The irony in the wave of Palestinian recognizance is that no one waited for western powers to recognize Palestine.

Most of the African continent recognized Palestine prior to 1990, but the chain reaction of defensiveness on the part of the Israeli administration speaks to a truth we all acknowledge: some countries carry more weight, and their weighing in the balance is long overdue.

The Peace Process is dead Lieberman proposes economic incentives for Israeli-Arabs who consider themselves Palestinian to leave, as if they were illegal migrants. Of course Avigdor Lieberman is as usual, nothing else but consistent in his positions and charming as ever. Does this mean that he supports a Palestinian state? And if so how soon? What if every Israeli-Palestinian were to take him up on that today, would he sign off on a Palestinian state? Lieberman might be consistent in his vitriol, but he clearly hadn’t thought this thing through.

The Israeli right is run by politicians jonesing for annexation, and Palestinians are too politically divided to propose anything coherent to their non-partners in negotiation, or their partners in non-negotiation, at any rate, even if Hamas and Fatah were to join forces tomorrow and do everything Israel asked, it still wouldn’t make a difference.

Mahmoud Abbas is right to take the international route, distance himself from Hamas, and push for international pressure to resolve a territorial issue that should, and to be honest could have been solved years ago by Yasser Arafat.

In the past months, Sweden, the UK, Spain and most recently France have all moved towards a formal recognition of Palestine, except for the Swedes who opted for full recognition, and the European Union is taking steps in the same direction.

Its obvious that if you leave it to Israelis and Palestinians to fix this mess on their own, nothing will ever happen.

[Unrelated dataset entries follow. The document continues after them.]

use async_trait::async_trait;
use std::sync::Mutex;

use crate::models::NotificationPayload;
use crate::push::{PushError, PushSender};

/// Push sender that keeps every payload instead of delivering it
#[derive(Default)]
pub struct RecordingPushSender {
    attempts: Mutex<Vec<NotificationPayload>>,
    fail_with: Mutex<Option<PushError>>,
}

impl RecordingPushSender {
    pub fn new() -> Self {
        Self::default()
    }

    /// A sender whose every send fails with `error`
    pub fn failing(error: PushError) -> Self {
        let sender = Self::default();
        *sender.fail_with.lock().unwrap() = Some(error);
        sender
    }

    /// Every payload handed to `send`, including failed ones
    pub fn attempts(&self) -> Vec<NotificationPayload> {
        self.attempts.lock().unwrap().clone()
    }

    /// Payloads that were accepted
    pub fn sent(&self) -> Vec<NotificationPayload> {
        if self.fail_with.lock().unwrap().is_some() {
            return Vec::new();
        }
        self.attempts()
    }
}

#[async_trait]
impl PushSender for RecordingPushSender {
    async fn send(&self, payload: &NotificationPayload) -> Result<String, PushError> {
        let message_number = {
            let mut attempts = self.attempts.lock().unwrap();
            attempts.push(payload.clone());
            attempts.len()
        };

        if let Some(error) = self.fail_with.lock().unwrap().clone() {
            return Err(error);
        }

        Ok(format!("projects/test-project/messages/{}", message_number))
    }
}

And yet, while moving the wave of recognitions lacks a fundamental dynamic: coherence.

Sweden recognized Palestine as stated above. France voted to move the motion forward, both countries acknowledging 1967 borders. Spain’s vote was less specific, referring to two states but dependent on an EU resolution. The United Kingdom moved much like Spain to acknowledge the need for a new reality, but in equally general terms.

In order for these resolutions to carry the necessary weight to eventually lead to real pressure towards a diplomatic solution to the Israeli-Palestinian conflict, European countries should finalize a resolution at the EU level, that Member States would then ratify, and a carefully worded and consulted policy and a playbook of measures, sanctions, and actions that EU Member States can take to influence dynamics on the ground.

The EU postponed the vote on recognizing Palestine in order to work out semantic disagreements, highlighting the difficulty in finding a common ground on what Palestine is, and the efficiency of Israeli lobbying, but it is necessary that a common position is agreed on first before countries move on their own, and complicate matters further through ad hoc positioning and unilateral moves.

And if EU negotiations fail, it doesn’t mean a “coalition of the willing” (love the concept, thanks W) can’t come together to propose the above.

Three times the charm usually, but I doubt an intifada is gonna make a difference to an administration that just sacked its most vocal opposition, and if wins the upcoming election will have carefully instigated a democratic right-wing coup, since he clearly stated he will no longer tolerate an opposition within the government (take that Arab MKs). That from a guy who just claimed Israel was the most democratic state in the world. It’s called Fascism sir, but you know that…

International pressure is a must, but it can’t be as chaotic as the Israeli-Palestinian conflict itself, or it will only complicate things further.